Lab 2 / Exercise 1 / Task 1 / Step 4
This step is no longer needed
Lab 3/Exercise 2/Step 5/Step 2
The query with clustered index column retrieved the results in 1 sec vs 15 secs took with the CCI option.
This is contrary to what is mentioned in the steps.
L400 - Lab 6 – Exercise 1
When running the lab job executions in lab 6 Exercise 1, Cell 7 returns an error. I wonder if in a previous lab there is an AD integration. Or there is some steps missing in this lab.
Create Spark temporary views for sales and products fails with an authentication error (cell 7). See Below.
Error : com.microsoft.sqlserver.jdbc.SQLServerException: Login failed for user ''. ClientConnectionId:f934fdeb-4dbd-4e17-b8b4-f3e4c90d00fd at com.microsoft.sqlserver.jdbc.SQLServerException.makeFromDatabaseError(SQLServerException.java:258) at com.microsoft.sqlserver.jdbc.TDSTokenHandler.onEOF(tdsparser.java:256) at com.microsoft.sqlserver.jdbc.TDSParser.parse(tdsparser.java:108) at com.microsoft.sqlserver.jdbc.SQLServerConnection.sendLogon(SQLServerConnection.java:4290) at com.microsoft.sqlserver.jdbc.SQLServerConnection.logon(SQLServerConnection.java:3157) at com.microsoft.sqlserver.jdbc.SQLServerConnection.access$100(SQLServerConnection.java:82) at com.microsoft.sqlserver.jdbc.SQLServerConnection$LogonCommand.doExecute(SQLServerConnection.java:3121) at com.microsoft.sqlserver.jdbc.TDSCommand.execute(IOBuffer.java:7151) at com.microsoft.sqlserver.jdbc.SQLServerConnection.executeCommand(SQLServerConnection.java:2478) at com.microsoft.sqlserver.jdbc.SQLServerConnection.connectHelper(SQLServerConnection.java:2026) at com.microsoft.sqlserver.jdbc.SQLServerConnection.login(SQLServerConnection.java:1687) at com.microsoft.sqlserver.jdbc.SQLServerConnection.connectInternal(SQLServerConnection.java:1528) at com.microsoft.sqlserver.jdbc.SQLServerConnection.connect(SQLServerConnection.java:866) at com.microsoft.sqlserver.jdbc.SQLServerDriver.connect(SQLServerDriver.java:569) at org.apache.spark.sql.execution.datasources.jdbc.JdbcUtils$$anonfun$createConnectionFactory$1.apply(JdbcUtils.scala:63) at org.apache.spark.sql.execution.datasources.jdbc.JdbcUtils$$anonfun$createConnectionFactory$1.apply(JdbcUtils.scala:54) at com.microsoft.spark.sqlanalytics.utils.SQLAnalyticsJDBCWrapper$$anonfun$3.apply(SQLAnalyticsJDBCWrapper.scala:70) at com.microsoft.spark.sqlanalytics.utils.SQLAnalyticsJDBCWrapper$$anonfun$3.apply(SQLAnalyticsJDBCWrapper.scala:70) at scala.util.Try$.apply(Try.scala:192) at com.microsoft.spark.sqlanalytics.utils.SQLAnalyticsJDBCWrapper.createConnection(SQLAnalyticsJDBCWrapper.scala:70) at com.microsoft.spark.sqlanalytics.utils.Utils$.createConnection(Utils.scala:287) at com.microsoft.spark.sqlanalytics.read.SQLAnalyticsReader.com$microsoft$spark$sqlanalytics$read$SQLAnalyticsReader$$connection$lzycompute(SQLAnalyticsReader.scala:39)

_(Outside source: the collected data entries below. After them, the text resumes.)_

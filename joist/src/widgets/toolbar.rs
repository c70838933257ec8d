//! Toolbar: a row of controls sharing one tab stop.

use std::sync::{Arc, RwLock};

use serde::Serialize;

use crate::context::{ContextConsumer, ContextProvider};
use crate::focus::{Direction, FocusPolicy, Orientation, RovingFocus};
use crate::handle::ElementHandle;
use crate::keys::Key;
use crate::registry::{CompositeRegistry, DocumentPosition};
use crate::render::RenderSender;

/// Toolbar configuration.
#[derive(Debug, Clone)]
pub struct ToolbarConfig {
    pub disabled: bool,
    pub orientation: Orientation,
    pub direction: Direction,
    pub loop_focus: bool,
}

impl Default for ToolbarConfig {
    fn default() -> Self {
        Self {
            disabled: false,
            orientation: Orientation::Horizontal,
            direction: Direction::Ltr,
            loop_focus: true,
        }
    }
}

impl ToolbarConfig {
    pub fn new() -> Self {
        Self::default()
    }

    pub fn orientation(mut self, orientation: Orientation) -> Self {
        self.orientation = orientation;
        self
    }

    pub fn direction(mut self, direction: Direction) -> Self {
        self.direction = direction;
        self
    }

    pub fn loop_focus(mut self, loop_focus: bool) -> Self {
        self.loop_focus = loop_focus;
        self
    }

    pub fn disabled(mut self, disabled: bool) -> Self {
        self.disabled = disabled;
        self
    }
}

/// Derived toolbar state broadcast to items.
#[derive(Debug, Clone, Copy, PartialEq, Eq, Serialize)]
pub struct ToolbarContext {
    pub disabled: bool,
    pub orientation: Orientation,
    pub direction: Direction,
}

/// Toolbar root.
#[derive(Debug, Clone)]
pub struct Toolbar {
    config: Arc<RwLock<ToolbarConfig>>,
    focus: RovingFocus,
    context: ContextProvider<ToolbarContext>,
}

impl Toolbar {
    pub fn new(config: ToolbarConfig) -> Self {
        let context = ContextProvider::new(Self::derive(&config));
        Self {
            config: Arc::new(RwLock::new(config)),
            focus: RovingFocus::new(CompositeRegistry::new()),
            context,
        }
    }

    fn derive(config: &ToolbarConfig) -> ToolbarContext {
        ToolbarContext {
            disabled: config.disabled,
            orientation: config.orientation,
            direction: config.direction,
        }
    }

    fn config(&self) -> ToolbarConfig {
        self.config
            .read()
            .map(|guard| guard.clone())
            .unwrap_or_default()
    }

    fn update_config(&self, f: impl FnOnce(&mut ToolbarConfig)) {
        if let Ok(mut guard) = self.config.write() {
            f(&mut guard);
        }
        self.context.publish(Self::derive(&self.config()));
    }

    pub fn context(&self) -> ContextConsumer<ToolbarContext> {
        self.context.consumer()
    }

    pub fn registry(&self) -> &CompositeRegistry {
        self.focus.registry()
    }

    pub fn focus(&self) -> &RovingFocus {
        &self.focus
    }

    pub fn set_orientation(&self, orientation: Orientation) {
        self.update_config(|config| config.orientation = orientation);
    }

    pub fn set_direction(&self, direction: Direction) {
        self.update_config(|config| config.direction = direction);
    }

    pub fn set_disabled(&self, disabled: bool) {
        self.update_config(|config| config.disabled = disabled);
    }

    pub fn install_render(&self, sender: RenderSender) {
        self.focus.registry().install_render(sender.clone());
        self.context.install_render(sender);
    }

    /// Move focus between items. Returns the newly focused item.
    pub fn handle_key(&self, key: Key) -> Option<ElementHandle> {
        let config = self.config();
        if config.disabled {
            return None;
        }
        let policy = FocusPolicy {
            orientation: config.orientation,
            direction: config.direction,
            loop_focus: config.loop_focus,
        };
        self.focus.handle_key(key, &policy)
    }

    /// Mount an item at `position`.
    ///
    /// Disabled items stay focusable unless `focusable_when_disabled` is
    /// false, in which case arrow navigation skips them.
    pub fn item(
        &self,
        position: impl Into<DocumentPosition>,
        disabled: bool,
        focusable_when_disabled: bool,
    ) -> ToolbarItem {
        let handle = ElementHandle::new();
        self.focus.registry().register(handle, position);
        self.focus
            .set_disabled(handle, disabled && !focusable_when_disabled);
        ToolbarItem {
            handle,
            disabled,
            toolbar: self.clone(),
        }
    }
}

/// One toolbar control.
#[derive(Debug)]
pub struct ToolbarItem {
    handle: ElementHandle,
    disabled: bool,
    toolbar: Toolbar,
}

/// Snapshot for the attribute layer.
#[derive(Debug, Clone, Copy, PartialEq, Eq, Serialize)]
pub struct ToolbarItemSnapshot {
    pub index: Option<usize>,
    pub disabled: bool,
    pub tab_index: i32,
    pub orientation: Orientation,
}

impl ToolbarItem {
    pub fn handle(&self) -> ElementHandle {
        self.handle
    }

    pub fn index(&self) -> Option<usize> {
        self.toolbar.registry().index_of(&self.handle)
    }

    /// Disabled here or on the toolbar.
    pub fn is_disabled(&self) -> bool {
        self.disabled || self.toolbar.config().disabled
    }

    /// Focus this item (pointer down).
    pub fn focus(&self) -> bool {
        self.toolbar.focus().focus(self.handle)
    }

    pub fn snapshot(&self) -> ToolbarItemSnapshot {
        ToolbarItemSnapshot {
            index: self.index(),
            disabled: self.is_disabled(),
            tab_index: self.toolbar.focus().tab_index(&self.handle),
            orientation: self.toolbar.config().orientation,
        }
    }

    pub fn unmount(self) {
        self.toolbar.focus().unregister(&self.handle);
    }
}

Appears that we are missing instructions for authentication pre-requisite, or this was not set up correctly as part of the lab: https://docs.microsoft.com/en-us/sql/connect/jdbc/connecting-using-azure-active-directory-authentication?view=sql-server-ver15
Lab 2 / Exercise 1 / Task 3 / Step 3
You are telling the user to leave configurations as they are, but for every field you say "Compression type: Select none", "Column delimiter: Select Comma (,)", etc. It should not say "select" because if feels like we need to change something
Lab 1 / Exercise 1 / Task 2 / Step 1
You're telling the user to create a new dataset, but you are not saying how to do it (clicking the ellipsis next to Datasets). It could be OK for a L400 course, but I'd reconsider for the sake of the user experience.
L400 – Lab 6 – Documentation
This lab can be very confusing. A user can spend a little bit of time digging though all of the text just trying to figure out where to go to perform the lab. I would highlight better that this lab needs to be performed on “asaworkspace03” and that in the upper right you can locate “Synapse Analytics”. For example there is some much text about ONNX, but only half a line telling you were to go to perform the lab.
Day 2/Lab2/Exercise 2/Part1
DBCC PDW_SHOWSPACEUSED('wwi_perf.Sale_Hash')
Running this commands throws the following error:
Failed to execute query. Error: Could not find object 'Sale_Hash' or you do not have permission.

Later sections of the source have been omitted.